Wednesday, June 13, 2007
The Unitary debate is reaching a key stage across the country.
Responses to the Department of Communities and Local Government consultation on their selected bids is due by June 22nd.
In Somerset we are still debating whether the right option was selected (it wasn't) but at the same time I hope we are getting closer to some shared understanding on what would have been a more generally acceptable proposition if DCLG had provided the time, process and will to enter into bottom-up consultation as well as create a top-down straightjacket.
I chair the Local Strategic Partnership (South Somerset Together) and we had our Annual General Meeting last week. As well as launching the consultation on a complete revision of our Sustainable Community Strategy we discussed amongst ourselves as the LSP and with representatives from a wide range of our parishes, towns and partner organisations what characteristics would make any future local authority in South Somerset either markedly better - or markedly worse.

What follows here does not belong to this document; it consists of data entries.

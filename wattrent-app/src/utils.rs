use std::num::ParseFloatError;

use thiserror::Error;

use crate::error::{Field, ValidationError};

/// Error returned when form text cannot be read as a number.
#[derive(Debug, Clone, PartialEq, Error)]
pub enum ParseNumberError {
    #[error("invalid number '{input}': {source}")]
    Invalid {
        input: String,
        #[source]
        source: ParseFloatError,
    },

    #[error("'{input}' is not a finite number")]
    NotFinite { input: String },
}

/// Trims whitespace and drops comma thousands separators.
fn normalize_number_input(s: &str) -> String {
    s.trim().replace(',', "")
}

/// Parses form text into an `f64`.
///
/// Handles comma as thousands separator (e.g. `"8,000"`).
/// Empty or whitespace-only input is treated as 0.
pub fn parse_number(s: &str) -> Result<f64, ParseNumberError> {
    let normalized = normalize_number_input(s);
    if normalized.is_empty() {
        return Ok(0.0);
    }
    let value: f64 = normalized.parse().map_err(|source| {
        tracing::debug!(input = %s, "invalid number: {}", source);
        ParseNumberError::Invalid {
            input: s.to_string(),
            source,
        }
    })?;
    if !value.is_finite() {
        return Err(ParseNumberError::NotFinite {
            input: s.to_string(),
        });
    }
    Ok(value)
}

/// Text for a number in an editable field: `8000`, `4.5`.
pub fn number_text(value: f64) -> String {
    value.to_string()
}

/// Reads a non-negative amount from a form field; empty reads as 0.
pub fn parse_field(
    field: Field,
    text: &str,
) -> Result<f64, ValidationError> {
    let value = parse_number(text).map_err(|_| ValidationError::Invalid {
        field,
        input: text.to_string(),
    })?;
    if value < 0.0 {
        return Err(ValidationError::Negative(field));
    }
    Ok(value)
}

/// Like [`parse_field`], but an empty field is an error.
pub fn require_field(
    field: Field,
    text: &str,
) -> Result<f64, ValidationError> {
    if normalize_number_input(text).is_empty() {
        return Err(ValidationError::Missing(field));
    }
    parse_field(field, text)
}

/// Numeric fields are equal when both parse to the same value;
/// unparseable text never equals anything.
pub fn same_number(
    a: &str,
    b: &str,
) -> bool {
    matches!((parse_number(a), parse_number(b)), (Ok(x), Ok(y)) if x == y)
}

#[cfg(test)]
mod tests {
    use pretty_assertions::assert_eq;

    use super::*;

    #[test]
    fn parse_number_accepts_comma_thousands_separator() {
        assert_eq!(parse_number("8,000").unwrap(), 8000.0);
        assert_eq!(parse_number("1,234,567.5").unwrap(), 1234567.5);
    }

    #[test]
    fn parse_number_empty_treated_as_zero() {
        assert_eq!(parse_number("").unwrap(), 0.0);
        assert_eq!(parse_number("   ").unwrap(), 0.0);
    }

    #[test]
    fn parse_number_rejects_garbage_and_infinity() {
        assert!(matches!(parse_number("abc"), Err(ParseNumberError::Invalid { .. })));
        assert!(matches!(parse_number("inf"), Err(ParseNumberError::NotFinite { .. })));
    }

    #[test]
    fn number_text_drops_trailing_zero() {
        assert_eq!(number_text(8000.0), "8000");
        assert_eq!(number_text(4.5), "4.5");
    }

    #[test]
    fn field_parsing_names_the_field() {
        assert_eq!(parse_field(Field::Rent, "8,000"), Ok(8000.0));
        assert_eq!(parse_field(Field::Rent, ""), Ok(0.0));
        assert_eq!(
            parse_field(Field::Rent, "-1"),
            Err(ValidationError::Negative(Field::Rent))
        );
        assert_eq!(
            require_field(Field::CurrentReading, " "),
            Err(ValidationError::Missing(Field::CurrentReading))
        );
        assert_eq!(
            require_field(Field::CurrentReading, "12a"),
            Err(ValidationError::Invalid {
                field: Field::CurrentReading,
                input: "12a".to_string()
            })
        );
    }

    #[test]
    fn same_number_compares_parsed_values() {
        assert!(same_number("8000", "8,000"));
        assert!(same_number("4.50", "4.5"));
        assert!(same_number("", "0"));
        assert!(!same_number("abc", "abc"));
    }
}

The gravest concerns were the possibility of a significant reduction in democratic representation (down to 116 Councillors for 500,000 people) and the possibility of losing the internationally recognised Community Development and Engagement by officers of the South Somerset District Council which is so strongly supported through active Area Committees made up from all members of all parties. County Council representatives at the meeting made a robust response to both these points, and clearly the County opinion is that these concerns should be allayed by the way in which the new authority will actually do its job - time will possibly tell, but the confidence our audience felt was not helped by the clear message that the promises of 'not more than 2% council tax rises for 5 years' and others could not be mandated on the new authority!
There was hope expressed that any new authority would simplify decision making, reduce central and overhead costs and fit better with the other partner agencies. At our District level there was major concern that a County wide approach to these aspects would result in remoteness of decision making, more direction from Government through a single body, and a reduction in the level of personal heavy commitment from District Councillors in education, community safety, health and well being.

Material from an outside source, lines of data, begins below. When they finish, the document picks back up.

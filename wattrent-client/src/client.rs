//! JSON-over-HTTP implementation of the repository.
//!
//! Every route answers with an [`ApiEnvelope`]. A non-2xx status or
//! `success: false` is a failure carrying the server's own text. Settings
//! calls are bounded by a deadline; dropping the `reqwest` future on expiry
//! aborts the request. Bill calls wait as long as the server takes.

use std::future::Future;
use std::time::Duration;

use async_trait::async_trait;
use reqwest::{Client, Method, RequestBuilder, StatusCode, Url};
use serde::Deserialize;
use serde::de::DeserializeOwned;
use serde_json::{Value, json};
use tracing::{debug, warn};

use wattrent_core::db::repository::{RepositoryError, WattRentRepository};
use wattrent_core::models::{Bill, BillPatch, NewBill, UserSettings};

use crate::envelope::ApiEnvelope;

#[derive(Debug, Deserialize)]
struct HealthResponse {
    #[serde(default)]
    message: Option<String>,
}

#[derive(Debug, Clone)]
pub struct HttpRepository {
    base_url: Url,
    http: Client,
    settings_timeout: Duration,
    probe_timeout: Duration,
}

impl HttpRepository {
    pub const SETTINGS_TIMEOUT: Duration = Duration::from_secs(10);
    pub const PROBE_TIMEOUT: Duration = Duration::from_secs(5);

    /// `base_url` includes the API prefix, e.g. `http://localhost:8080/api/v1`.
    ///
    /// # Errors
    /// [`RepositoryError::Configuration`] when the URL is not http(s) or
    /// the HTTP client cannot be built.
    pub fn new(base_url: impl Into<String>) -> Result<Self, RepositoryError> {
        let raw = base_url.into();
        let raw = raw.trim().trim_end_matches('/');
        let base_url = Url::parse(raw)
            .ok()
            .filter(|url| matches!(url.scheme(), "http" | "https") && !url.cannot_be_a_base())
            .ok_or_else(|| {
                RepositoryError::Configuration(format!(
                    "API base URL must start with http:// or https://, got '{raw}'"
                ))
            })?;

        let http = Client::builder()
            .build()
            .map_err(|e| RepositoryError::Configuration(e.to_string()))?;

        Ok(Self {
            base_url,
            http,
            settings_timeout: Self::SETTINGS_TIMEOUT,
            probe_timeout: Self::PROBE_TIMEOUT,
        })
    }

    pub fn with_timeouts(
        mut self,
        settings: Duration,
        probe: Duration,
    ) -> Self {
        self.settings_timeout = settings;
        self.probe_timeout = probe;
        self
    }

    pub fn base_url(&self) -> &str {
        self.base_url.as_str()
    }

    /// Appends `segments` to the base path, percent-encoding each one so
    /// ids cannot escape their segment.
    fn endpoint(
        &self,
        segments: &[&str],
    ) -> Result<Url, RepositoryError> {
        let mut url = self.base_url.clone();
        url.path_segments_mut()
            .map_err(|()| {
                RepositoryError::Configuration(format!("'{}' cannot take a path", self.base_url))
            })?
            .pop_if_empty()
            .extend(segments);
        Ok(url)
    }

    fn request(
        &self,
        method: Method,
        segments: &[&str],
    ) -> Result<RequestBuilder, RepositoryError> {
        Ok(self.http.request(method, self.endpoint(segments)?))
    }

    /// Sends the request and unwraps the envelope's `data`.
    async fn send<T: DeserializeOwned>(
        &self,
        request: RequestBuilder,
    ) -> Result<Option<T>, RepositoryError> {
        let response = request
            .send()
            .await
            .map_err(|e| RepositoryError::Connection(e.to_string()))?;

        let status = response.status();
        let url = response.url().path().to_string();
        let text = response
            .text()
            .await
            .map_err(|e| RepositoryError::Connection(e.to_string()))?;
        debug!(%status, path = %url, bytes = text.len(), "API response");

        let parsed = serde_json::from_str::<ApiEnvelope<Value>>(&text);

        if status == StatusCode::NOT_FOUND {
            // A server-stated reason beats the bare status.
            return Err(match parsed.as_ref().ok().and_then(ApiEnvelope::reason) {
                Some(reason) => {
                    warn!(path = %url, reason, "API call failed");
                    RepositoryError::Remote(reason.to_string())
                }
                None => RepositoryError::NotFound,
            });
        }

        let envelope = match parsed {
            Ok(envelope) => envelope,
            Err(_) if !status.is_success() => {
                warn!(%status, path = %url, "non-JSON error body");
                return Err(RepositoryError::Remote(format!("HTTP {status}")));
            }
            Err(e) => {
                return Err(RepositoryError::InvalidResponse(format!("{e}; body={text}")));
            }
        };

        if !status.is_success() || !envelope.success {
            let reason = envelope.failure_text();
            warn!(%status, path = %url, reason = %reason, "API call failed");
            return Err(RepositoryError::Remote(reason));
        }

        match envelope.data {
            None | Some(Value::Null) => Ok(None),
            Some(data) => serde_json::from_value(data)
                .map(Some)
                .map_err(|e| RepositoryError::InvalidResponse(e.to_string())),
        }
    }

    async fn send_required<T: DeserializeOwned>(
        &self,
        request: RequestBuilder,
    ) -> Result<T, RepositoryError> {
        self.send(request)
            .await?
            .ok_or_else(|| RepositoryError::InvalidResponse("response carried no data".to_string()))
    }

    async fn send_unit(
        &self,
        request: RequestBuilder,
    ) -> Result<(), RepositoryError> {
        self.send::<Value>(request).await.map(|_| ())
    }
}

/// Races `call` against `limit`; the loser is dropped.
async fn within<T>(
    operation: &'static str,
    limit: Duration,
    call: impl Future<Output = Result<T, RepositoryError>>,
) -> Result<T, RepositoryError> {
    match tokio::time::timeout(limit, call).await {
        Ok(result) => result,
        Err(_) => {
            warn!(operation, timeout_secs = limit.as_secs_f64(), "request aborted");
            Err(RepositoryError::Timeout {
                operation,
                after: limit,
            })
        }
    }
}

#[async_trait]
impl WattRentRepository for HttpRepository {
    async fn create_bill(
        &self,
        bill: NewBill,
    ) -> Result<Bill, RepositoryError> {
        self.send_required(self.request(Method::POST, &["bills"])?.json(&bill))
            .await
    }

    async fn list_bills(&self) -> Result<Vec<Bill>, RepositoryError> {
        let bills: Option<Vec<Bill>> = self.send(self.request(Method::GET, &["bills"])?).await?;
        Ok(bills.unwrap_or_default())
    }

    async fn get_bill(
        &self,
        id: &str,
    ) -> Result<Bill, RepositoryError> {
        self.send_required(self.request(Method::GET, &["bills", id])?)
            .await
    }

    async fn update_bill(
        &self,
        id: &str,
        patch: &BillPatch,
    ) -> Result<Bill, RepositoryError> {
        self.send_required(
            self.request(Method::PUT, &["bills", id])?
                .json(patch),
        )
        .await
    }

    async fn delete_bill(
        &self,
        id: &str,
    ) -> Result<(), RepositoryError> {
        self.send_unit(self.request(Method::DELETE, &["bills", id])?)
            .await
    }

    async fn get_settings(
        &self,
        user_id: &str,
    ) -> Result<UserSettings, RepositoryError> {
        let request = self
            .request(Method::GET, &["settings"])?
            .query(&[("userId", user_id)]);
        let settings: Option<UserSettings> =
            within("get settings", self.settings_timeout, self.send(request)).await?;
        // An empty payload means nothing stored yet.
        Ok(settings.unwrap_or_else(|| UserSettings::system_defaults(user_id)))
    }

    async fn save_settings(
        &self,
        settings: &UserSettings,
    ) -> Result<(), RepositoryError> {
        let request = self.request(Method::POST, &["settings"])?.json(settings);
        within("save settings", self.settings_timeout, self.send_unit(request)).await
    }

    async fn update_previous_reading(
        &self,
        user_id: &str,
        reading: f64,
    ) -> Result<(), RepositoryError> {
        let request = self
            .request(Method::PATCH, &["settings", user_id, "meter-reading"])?
            .json(&json!({ "reading": reading }));
        within(
            "update previous reading",
            self.settings_timeout,
            self.send_unit(request),
        )
        .await
    }

    async fn clear_settings(
        &self,
        user_id: &str,
    ) -> Result<(), RepositoryError> {
        let request = self.request(Method::DELETE, &["settings", user_id])?;
        within("clear settings", self.settings_timeout, self.send_unit(request)).await
    }

    async fn health(&self) -> Result<String, RepositoryError> {
        let probe = async {
            let response = self
                .request(Method::GET, &["health"])?
                .send()
                .await
                .map_err(|e| RepositoryError::Connection(e.to_string()))?;
            let status = response.status();
            if !status.is_success() {
                return Err(RepositoryError::Remote(format!("HTTP {status}")));
            }
            let body: HealthResponse = response
                .json()
                .await
                .map_err(|e| RepositoryError::InvalidResponse(e.to_string()))?;
            Ok(body.message.unwrap_or_default())
        };
        within("health check", self.probe_timeout, probe).await
    }
}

The Local Strategic Partnership is a consultee in the Unitary process. It is odd (to say the least) that a non-statutory body such as the LSP gets to make a formal response when the more formal public bodies such as town councils and parish councils do not have a specific route to get their responses heard and weighed. I hope our exercise will repair that deficit to some extent - but it is not enough.
We will be writing to the DCLG in time for their deadline. I hope that the referendum has been reported by then because it will help us address one of the five categories that DCLG have proposed our response should cover:
- that the proposal should be supported by a broad cross ection of partners and stakeholders.......

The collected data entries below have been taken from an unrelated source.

use std::fmt;

use tracing::debug;

use crate::settings_session::LeaveGuard;

#[derive(Debug, Clone, Copy, PartialEq, Eq)]
pub enum Surface {
    Home,
    Capture,
    History,
    Settings,
}

impl fmt::Display for Surface {
    fn fmt(
        &self,
        f: &mut fmt::Formatter<'_>,
    ) -> fmt::Result {
        let name = match self {
            Surface::Home => "home",
            Surface::Capture => "capture",
            Surface::History => "history",
            Surface::Settings => "settings",
        };
        f.write_str(name)
    }
}

#[derive(Debug, Clone, Copy, PartialEq, Eq)]
pub enum NavigationOutcome {
    Moved,
    /// Leaving settings with unsaved edits; the user must choose first.
    Blocked { pending: Surface },
}

/// Which surface is showing, plus the leave guard of the settings
/// surface while it is mounted.
pub struct Navigation {
    current: Surface,
    settings_guard: Option<LeaveGuard>,
}

impl Navigation {
    pub fn new(start: Surface) -> Self {
        Self {
            current: start,
            settings_guard: None,
        }
    }

    pub fn current(&self) -> Surface {
        self.current
    }

    /// Registers the guard consulted when leaving [`Surface::Settings`].
    pub fn mount_settings_guard(
        &mut self,
        guard: LeaveGuard,
    ) {
        self.settings_guard = Some(guard);
    }

    pub fn navigate(
        &mut self,
        target: Surface,
    ) -> NavigationOutcome {
        let leaving_settings = self.current == Surface::Settings && target != Surface::Settings;
        if leaving_settings && self.settings_guard.as_ref().is_some_and(LeaveGuard::blocks_leaving) {
            debug!(%target, "leave blocked by unsaved settings");
            return NavigationOutcome::Blocked { pending: target };
        }
        self.force(target);
        NavigationOutcome::Moved
    }

    /// Moves without consulting the guard.
    pub fn force(
        &mut self,
        target: Surface,
    ) {
        debug!(from = %self.current, to = %target, "navigate");
        self.current = target;
    }
}

impl Default for Navigation {
    fn default() -> Self {
        Self::new(Surface::Home)
    }
}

(In Prime Minister's QuestionTime today (June 13th 2007) the Prime Minister expressed complete confidence that DCLG would take seriously the views of the 6 MPs in North Yorkshire about lack of cross-sectional support. Let us hope he does for Somerset as well - perhaps our MPs could get together and make a similar strong statement)
The other categories from DCLG are
- affordable (value for money and can be met from councils' "existing resource envelope")
- provide strong effective and accountable strategic leadership
- deliver genuine opportunities for neighbourhood flexibility and empowerment
- deliver value for money and equity on public services
The LSP will be making a submission that we will make publicly available. Any individual or body NOT on the list of consultees can of course write direct to DCLG (accessing the www.communities.gov.uk website is a good start and look at consultations).
Whatever you choose to do - if you have an opinion make sure it is heard.